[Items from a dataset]
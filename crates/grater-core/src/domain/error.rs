//! Error taxonomy for pass-level failures in Grater.

use std::path::PathBuf;

/// Grater domain errors.
#[derive(Debug, thiserror::Error)]
pub enum GraterError {
    /// Persisted results could not be decoded. Fatal to the report command only.
    #[error("failed to parse results at {path:?}: {source}")]
    ReportParse {
        path: PathBuf,
        #[source]
        source: serde_json::Error,
    },

    /// A required artifact is missing from the workspace.
    #[error("artifact not found at {path:?}; {hint}")]
    ArtifactMissing { path: PathBuf, hint: String },

    #[error("failed to persist score cache to {path:?}: {reason}")]
    CachePersist { path: PathBuf, reason: String },

    #[error("invalid configuration: {0}")]
    InvalidConfig(String),

    #[error("serialization error: {0}")]
    Serialization(#[from] serde_json::Error),

    #[error("io error: {0}")]
    Io(#[from] std::io::Error),
}

/// Result type for Grater core operations.
pub type Result<T> = std::result::Result<T, GraterError>;

#[cfg(test)]
mod tests {
    use super::*;

    #[test]
    fn test_report_parse_error_names_path() {
        let source = serde_json::from_str::<serde_json::Value>("{oops").unwrap_err();
        let err = GraterError::ReportParse {
            path: PathBuf::from(".grater/detailed_results.json"),
            source,
        };
        let msg = err.to_string();
        assert!(msg.contains("failed to parse results"));
        assert!(msg.contains("detailed_results.json"));
    }

    #[test]
    fn test_artifact_missing_carries_hint() {
        let err = GraterError::ArtifactMissing {
            path: PathBuf::from(".grater/modules.txt"),
            hint: "run `grater find` first".to_string(),
        };
        assert!(err.to_string().contains("grater find"));
    }

    #[test]
    fn test_invalid_config_error() {
        let err = GraterError::InvalidConfig("concurrency must be at least 1".to_string());
        assert!(err.to_string().contains("invalid configuration"));
        assert!(err.to_string().contains("concurrency"));
    }
}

▶ _Try it_
Give each entry again, spelled exactly as shown.

▶ _Response area_
filename crates/grater-core/src/domain/error.rs
//! Error taxonomy for pass-level failures in Grater.

use std::path::PathBuf;

/// Grater domain errors.
#[derive(Debug, thiserror::Error)]
pub enum GraterError {
    /// Persisted results could not be decoded. Fatal to the report command only.
    #[error("failed to parse results at {path:?}: {source}")]
    ReportParse {
        path: PathBuf,
        #[source]
        source: serde_json::Error,
    },

    /// A required artifact is missing from the workspace.
    #[error("artifact not found at {path:?}; {hint}")]
    ArtifactMissing { path: PathBuf, hint: String },

    #[error("failed to persist score cache to {path:?}: {reason}")]
    CachePersist { path: PathBuf, reason: String },

    #[error("invalid configuration: {0}")]
    InvalidConfig(String),

    #[error("serialization error: {0}")]
    Serialization(#[from] serde_json::Error),

    #[error("io error: {0}")]
    Io(#[from] std::io::Error),
}

/// Result type for Grater core operations.
pub type Result<T> = std::result::Result<T, GraterError>;

#[cfg(test)]
mod tests {
    use super::*;

    #[test]
    fn test_report_parse_error_names_path() {
        let source = serde_json::from_str::<serde_json::Value>("{oops").unwrap_err();
        let err = GraterError::ReportParse {
            path: PathBuf::from(".grater/detailed_results.json"),
            source,
        };
        let msg = err.to_string();
        assert!(msg.contains("failed to parse results"));
        assert!(msg.contains("detailed_results.json"));
    }

    #[test]
    fn test_artifact_missing_carries_hint() {
        let err = GraterError::ArtifactMissing {
            path: PathBuf::from(".grater/modules.txt"),
            hint: "run `grater find` first".to_string(),
        };
        assert!(err.to_string().contains("grater find"));
    }

    #[test]
    fn test_invalid_config_error() {
        let err = GraterError::InvalidConfig("concurrency must be at least 1".to_string());
        assert!(err.to_string().contains("invalid configuration"));
        assert!(err.to_string().contains("concurrency"));
    }
}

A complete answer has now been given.